How will Denmark react to peak oil?


The view from my kitchen window this morning in Kastrup, Copenhagen


This morning I awoke before the sun had risen and, having made myself a cup of tea, turned on the local news to see if anything interesting had happened. The newsreaders were in a state of mild excitement because the night had been the coldest in 26 years. Yes, outside my window it was a nippy -18C, with parts of the country experiencing lows of -23C (-9F).

This, of course, is seriously cold. High pressure has been the dominant atmospheric force this past week, making for beautiful clear blue skies, frozen lakes that you can skate on incredibly sunsets. At least in Denmark, that is.
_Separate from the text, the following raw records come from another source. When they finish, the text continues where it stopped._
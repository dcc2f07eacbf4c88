//! Equality and lexicographic ordering.
//!
//! Two vectors are equal when they have the same length and pairwise equal
//! elements. Ordering scans the common prefix; the first unequal pair
//! decides, and if there is none the shorter vector sorts first. `>`, `<=`
//! and `>=` come from `partial_cmp`, so all six operators agree.

use std::cmp::Ordering;
use std::hash::{Hash, Hasher};

use crate::MyVector;

fn elements_eq<T, U>(a: &[T], b: &[U]) -> bool
where
    T: PartialEq<U>,
{
    if a.len() != b.len() {
        return false;
    }
    a.iter().zip(b).all(|(x, y)| x == y)
}

impl<T, U> PartialEq<MyVector<U>> for MyVector<T>
where
    T: PartialEq<U>,
{
    fn eq(&self, other: &MyVector<U>) -> bool {
        elements_eq(self.as_slice(), other.as_slice())
    }
}

impl<T: Eq> Eq for MyVector<T> {}

impl<T, U> PartialEq<[U]> for MyVector<T>
where
    T: PartialEq<U>,
{
    fn eq(&self, other: &[U]) -> bool {
        elements_eq(self.as_slice(), other)
    }
}

impl<T, U> PartialEq<&[U]> for MyVector<T>
where
    T: PartialEq<U>,
{
    fn eq(&self, other: &&[U]) -> bool {
        elements_eq(self.as_slice(), other)
    }
}

impl<T, U, const N: usize> PartialEq<[U; N]> for MyVector<T>
where
    T: PartialEq<U>,
{
    fn eq(&self, other: &[U; N]) -> bool {
        elements_eq(self.as_slice(), other)
    }
}

impl<T, U> PartialEq<Vec<U>> for MyVector<T>
where
    T: PartialEq<U>,
{
    fn eq(&self, other: &Vec<U>) -> bool {
        elements_eq(self.as_slice(), other)
    }
}

impl<T: PartialOrd> PartialOrd for MyVector<T> {
    fn partial_cmp(&self, other: &Self) -> Option<Ordering> {
        let common = self.len().min(other.len());
        for i in 0..common {
            match self[i].partial_cmp(&other[i])? {
                Ordering::Equal => {}
                decided => return Some(decided),
            }
        }
        Some(self.len().cmp(&other.len()))
    }
}

impl<T: Ord> Ord for MyVector<T> {
    fn cmp(&self, other: &Self) -> Ordering {
        let common = self.len().min(other.len());
        for i in 0..common {
            match self[i].cmp(&other[i]) {
                Ordering::Equal => {}
                decided => return decided,
            }
        }
        self.len().cmp(&other.len())
    }
}

impl<T: Hash> Hash for MyVector<T> {
    fn hash<H: Hasher>(&self, state: &mut H) {
        self.as_slice().hash(state);
    }
}
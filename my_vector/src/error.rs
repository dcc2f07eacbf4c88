//! Error type for fallible container and cursor operations.

use std::fmt;

/// Failure reported by a checked [`MyVector`](crate::MyVector) operation.
///
/// Every variant is returned at the call that detected it. A call that fails
/// leaves the container's length, capacity and contents untouched.
#[derive(Debug, Clone, Copy, PartialEq, Eq)]
pub enum VectorError {
    /// Position outside the range the operation accepts.
    OutOfRange {
        /// Operation that rejected the position.
        op: &'static str,
        /// The offending position, relative to `begin()`.
        index: isize,
        /// Container length at the time of the call.
        len: usize,
    },
    /// Operation needs at least one element.
    Empty {
        /// Operation that found the container empty.
        op: &'static str,
    },
    /// Cursor was produced by a different container.
    ForeignCursor {
        /// Operation that received the cursor.
        op: &'static str,
    },
    /// Cursor refers to a buffer this container has since released.
    StaleCursor {
        /// Operation that received the cursor.
        op: &'static str,
    },
    /// Requested capacity does not fit in `isize::MAX` bytes.
    CapacityOverflow,
    /// The allocator could not provide the requested block.
    AllocFailed {
        /// Size of the failed request in bytes.
        bytes: usize,
    },
}

impl VectorError {
    /// Returns true for the out-of-range family: bad indices and access to an
    /// empty container.
    pub fn is_out_of_range(&self) -> bool {
        matches!(self, VectorError::OutOfRange { .. } | VectorError::Empty { .. })
    }

    /// Returns true when a cursor could not be resolved against the container.
    pub fn is_invalid_cursor(&self) -> bool {
        matches!(
            self,
            VectorError::ForeignCursor { .. } | VectorError::StaleCursor { .. }
        )
    }
}

impl fmt::Display for VectorError {
    fn fmt(&self, f: &mut fmt::Formatter<'_>) -> fmt::Result {
        match self {
            VectorError::OutOfRange { op, index, len } => write!(
                f,
                "MyVector::{}: index {} out of range for length {}",
                op, index, len
            ),
            VectorError::Empty { op } => write!(f, "MyVector::{}: container is empty", op),
            VectorError::ForeignCursor { op } => {
                write!(f, "MyVector::{}: cursor belongs to another container", op)
            }
            VectorError::StaleCursor { op } => {
                write!(f, "MyVector::{}: cursor outlived a reallocation", op)
            }
            VectorError::CapacityOverflow => write!(f, "capacity overflow"),
            VectorError::AllocFailed { bytes } => {
                write!(f, "allocation of {} bytes failed", bytes)
            }
        }
    }
}

impl std::error::Error for VectorError {}
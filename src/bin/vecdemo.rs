use anyhow::{anyhow, Context, Result};
use std::fs;
use std::path::Path;
use vector_demo::cli::Cli;
use vector_demo::scenario;
use vector_demo::script::{self, Report, Runner};
use vector_demo::stress::{self, StressConfig};

fn main() -> Result<()> {
    let cli = Cli::parse_args();
    let mut ran = false;

    if cli.scenario {
        println!("Running walkthrough...");
        let report = scenario::run_walkthrough(cli.verbose).context("Walkthrough failed")?;
        print_report(&report);
        println!("Walkthrough passed!");
        ran = true;
    }

    if let Some(ops) = cli.stress {
        let config = StressConfig {
            ops,
            seed: cli.seed,
        };
        println!("Cross-checking {} random operations (seed {})...", ops, cli.seed);
        let report = stress::run(config)
            .with_context(|| format!("MyVector diverged from Vec with seed {}", cli.seed))?;
        println!(
            "ok: max len {}, final capacity {}, {} reallocations, {} rejected operations",
            report.max_len, report.final_capacity, report.reallocations, report.rejected
        );
        ran = true;
    }

    if let Some(file_path) = &cli.file {
        run_script(file_path, cli.verbose)
            .with_context(|| format!("Failed to run script: {:?}", file_path))?;
        ran = true;
    }

    if !ran {
        use clap::CommandFactory;
        Cli::command().print_help()?;
        println!();
    }

    Ok(())
}

fn run_script(path: &Path, verbose: u8) -> Result<()> {
    // 1. Verify file existence and extension
    if !path.exists() {
        return Err(anyhow!("File not found: {:?}", path));
    }
    if path.extension().and_then(|s| s.to_str()) != Some("vops") {
        return Err(anyhow!("File must have .vops extension: {:?}", path));
    }

    // 2. Read source
    let source = fs::read_to_string(path)
        .with_context(|| format!("Failed to read file: {:?}", path))?;

    // 3. Parse
    let stmts = script::parse(&source).context("Parse error")?;
    if verbose >= 1 {
        println!("Parsed {} statements", stmts.len());
    }

    // 4. Execute
    let mut runner = Runner::new(verbose);
    let report = runner.run(&stmts)?;
    print_report(&report);
    println!("Final contents: {:?}", runner.vector());

    Ok(())
}

fn print_report(report: &Report) {
    for line in &report.output {
        println!("{}", line);
    }
    println!(
        "{} statements, {} reallocations",
        report.executed, report.reallocations
    );
}
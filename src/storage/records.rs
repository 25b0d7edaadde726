// SPDX-License-Identifier: AGPL-3.0-or-later
//
// Copyright (C) 2026 Relational Network

//! Ledger and journal record types.

use chrono::{DateTime, Utc};
use serde::{Deserialize, Serialize};
use utoipa::ToSchema;
use uuid::Uuid;

use crate::providers::ProviderKind;

/// Direction of a journal entry.
#[derive(Debug, Clone, Copy, PartialEq, Eq, Serialize, Deserialize, ToSchema)]
#[serde(rename_all = "snake_case")]
pub enum JournalKind {
    /// User earned money for a completed action.
    Credit,
    /// Provider reversed/charged back a previously credited action.
    Reversal,
}

/// Terminal status of a journal entry, fixed at insert time.
#[derive(Debug, Clone, Copy, PartialEq, Eq, Serialize, Deserialize, ToSchema)]
#[serde(rename_all = "snake_case")]
pub enum JournalStatus {
    /// Entry recorded a credit.
    Completed,
    /// Entry recorded a reversal.
    Reversed,
}

/// A user's ledger account.
///
/// `balance_cents` is mutated only inside [`LedgerDb::apply_event`]'s write
/// transaction and can never go below zero. `total_earned_cents` counts gross
/// lifetime credits and is never decremented by reversals.
///
/// [`LedgerDb::apply_event`]: super::ledger_db::LedgerDb::apply_event
#[derive(Debug, Clone, Serialize, Deserialize, ToSchema)]
pub struct LedgerAccount {
    /// Stable internal user identifier (ledger account key).
    pub user_id: String,
    /// Current withdrawable amount in cents.
    pub balance_cents: i64,
    /// Cumulative lifetime credited amount in cents.
    pub total_earned_cents: i64,
    /// Account creation time.
    pub created_at: DateTime<Utc>,
    /// Last mutation time.
    pub updated_at: DateTime<Utc>,
}

impl LedgerAccount {
    /// Create a fresh account with the given starting balance.
    pub fn new(user_id: impl Into<String>, balance_cents: i64) -> Self {
        let now = Utc::now();
        Self {
            user_id: user_id.into(),
            balance_cents,
            total_earned_cents: 0,
            created_at: now,
            updated_at: now,
        }
    }

    /// Apply a credit: balance and lifetime earnings both grow by the net
    /// amount. Returns the signed delta applied to the balance.
    pub fn apply_credit(&mut self, net_cents: i64) -> i64 {
        self.balance_cents += net_cents;
        self.total_earned_cents += net_cents;
        self.updated_at = Utc::now();
        net_cents
    }

    /// Apply a reversal: the balance is debited by at most its current value
    /// (floored at zero); lifetime earnings are untouched. Returns the signed
    /// (non-positive) delta actually applied to the balance.
    pub fn apply_reversal(&mut self, net_cents: i64) -> i64 {
        let debit = net_cents.min(self.balance_cents).max(0);
        self.balance_cents -= debit;
        self.updated_at = Utc::now();
        -debit
    }
}

/// An append-only journal entry, keyed by the provider-namespaced
/// idempotency id. Immutable after insert; corrections are modeled as new
/// reversal entries, never edits.
#[derive(Debug, Clone, Serialize, Deserialize, ToSchema)]
pub struct JournalEntry {
    /// Provider-namespaced idempotency key, e.g. `CPX_abc123`.
    pub id: String,
    /// Server-assigned unique event id.
    pub event_id: Uuid,
    /// Ledger account the entry belongs to.
    pub user_id: String,
    /// Credit vs reversal.
    pub kind: JournalKind,
    /// Whether the originating postback was bonus-flagged.
    pub bonus: bool,
    /// Signed net amount actually applied to the balance, in cents
    /// (positive for credits, non-positive for reversals; a reversal clamped
    /// at the balance floor records the clamped delta).
    pub amount_cents: i64,
    /// Terminal status.
    pub status: JournalStatus,
    /// Network that originated the event.
    pub provider: ProviderKind,
    /// Server-side processing time.
    pub occurred_at: DateTime<Utc>,
    /// Raw provider query parameters, kept for audit/dispute resolution.
    #[schema(value_type = Object)]
    pub meta: serde_json::Value,
}

impl JournalEntry {
    /// Construct an entry at processing time.
    pub fn new(
        id: String,
        user_id: String,
        kind: JournalKind,
        bonus: bool,
        amount_cents: i64,
        provider: ProviderKind,
        meta: serde_json::Value,
    ) -> Self {
        let status = match kind {
            JournalKind::Credit => JournalStatus::Completed,
            JournalKind::Reversal => JournalStatus::Reversed,
        };
        Self {
            id,
            event_id: Uuid::new_v4(),
            user_id,
            kind,
            bonus,
            amount_cents,
            status,
            provider,
            occurred_at: Utc::now(),
            meta,
        }
    }
}

#[cfg(test)]
mod tests {
    use super::*;

    #[test]
    fn credit_grows_balance_and_lifetime_earnings() {
        let mut account = LedgerAccount::new("user-1", 0);
        let delta = account.apply_credit(700);
        assert_eq!(delta, 700);
        assert_eq!(account.balance_cents, 700);
        assert_eq!(account.total_earned_cents, 700);
    }

    #[test]
    fn reversal_debits_but_never_below_zero() {
        let mut account = LedgerAccount::new("user-1", 500);
        let delta = account.apply_reversal(700);
        assert_eq!(delta, -500);
        assert_eq!(account.balance_cents, 0);
    }

    #[test]
    fn reversal_leaves_lifetime_earnings_untouched() {
        let mut account = LedgerAccount::new("user-1", 0);
        account.apply_credit(1000);
        account.apply_reversal(400);
        assert_eq!(account.balance_cents, 600);
        assert_eq!(account.total_earned_cents, 1000);
    }

    #[test]
    fn journal_entry_status_follows_kind() {
        let credit = JournalEntry::new(
            "CPX_a".into(),
            "user-1".into(),
            JournalKind::Credit,
            false,
            700,
            ProviderKind::Cpx,
            serde_json::json!({}),
        );
        assert_eq!(credit.status, JournalStatus::Completed);

        let reversal = JournalEntry::new(
            "CPX_b".into(),
            "user-1".into(),
            JournalKind::Reversal,
            false,
            -700,
            ProviderKind::Cpx,
            serde_json::json!({}),
        );
        assert_eq!(reversal.status, JournalStatus::Reversed);
    }

    #[test]
    fn journal_kind_serializes_snake_case() {
        assert_eq!(
            serde_json::to_string(&JournalKind::Credit).unwrap(),
            r#""credit""#
        );
        assert_eq!(
            serde_json::to_string(&JournalStatus::Reversed).unwrap(),
            r#""reversed""#
        );
    }
}
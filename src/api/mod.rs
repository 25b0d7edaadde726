// SPDX-License-Identifier: AGPL-3.0-or-later
//
// Copyright (C) 2026 Relational Network

use axum::{routing::get, Router};
use tower_http::trace::TraceLayer;
use utoipa::OpenApi;
use utoipa_swagger_ui::SwaggerUi;

use crate::state::AppState;

pub mod health;
pub mod postbacks;

pub fn router(state: AppState) -> Router {
    let routes = Router::new()
        .route("/postbacks/cpx", get(postbacks::cpx_postback))
        .route("/postbacks/bitlabs", get(postbacks::bitlabs_postback))
        .route("/postbacks/timewall", get(postbacks::timewall_postback))
        .route("/health", get(health::health))
        .route("/health/live", get(health::liveness))
        .route("/health/ready", get(health::readiness))
        .with_state(state);

    Router::new()
        .merge(routes)
        .merge(SwaggerUi::new("/docs").url("/api-doc/openapi.json", ApiDoc::openapi()))
        .layer(TraceLayer::new_for_http())
}

#[derive(OpenApi)]
#[openapi(
    paths(
        postbacks::cpx_postback,
        postbacks::bitlabs_postback,
        postbacks::timewall_postback,
        health::health,
        health::liveness,
        health::readiness
    ),
    components(
        schemas(
            health::ReadyResponse,
            health::HealthChecks,
            health::HealthResponse
        )
    ),
    tags(
        (name = "Postbacks", description = "Offer network postback endpoints"),
        (name = "Health", description = "Service health probes")
    )
)]
struct ApiDoc;

#[cfg(test)]
mod tests {
    use super::*;
    use crate::config::PostbackConfig;
    use crate::storage::LedgerDb;

    #[tokio::test]
    async fn router_builds_with_all_routes() {
        let dir = tempfile::tempdir().unwrap();
        let ledger = LedgerDb::open(&dir.path().join("test.redb")).unwrap();
        let app = router(AppState::new(ledger, PostbackConfig::default()));
        // Ensure the router can be converted into a service without panicking.
        let _ = app.into_make_service();
    }
}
Elsewhere in Eastern Europe the cold weather has caused chaos, and several hundred deaths as homeless people have frozen where they lay. Denmark, of course, doesn't have any homeless people, and the only people who end up freezing to death are usually young drunks walking home in rural areas.

But all this cold weather has got me thinking about what would happen if the hot water, which is piped underground from power stations to most apartment blocks around the country, faltered and failed. Denmark, it must be said, likes to burn stuff. They are generally not fussy about what is fed into power stations, as long as it is flammable. Danes use plenty of coal in their energy mix, and some of it comes from far off places like South America, but the other combustibles of choice are oil – which Denmark still has some of – and post consumer waste i.e. trash.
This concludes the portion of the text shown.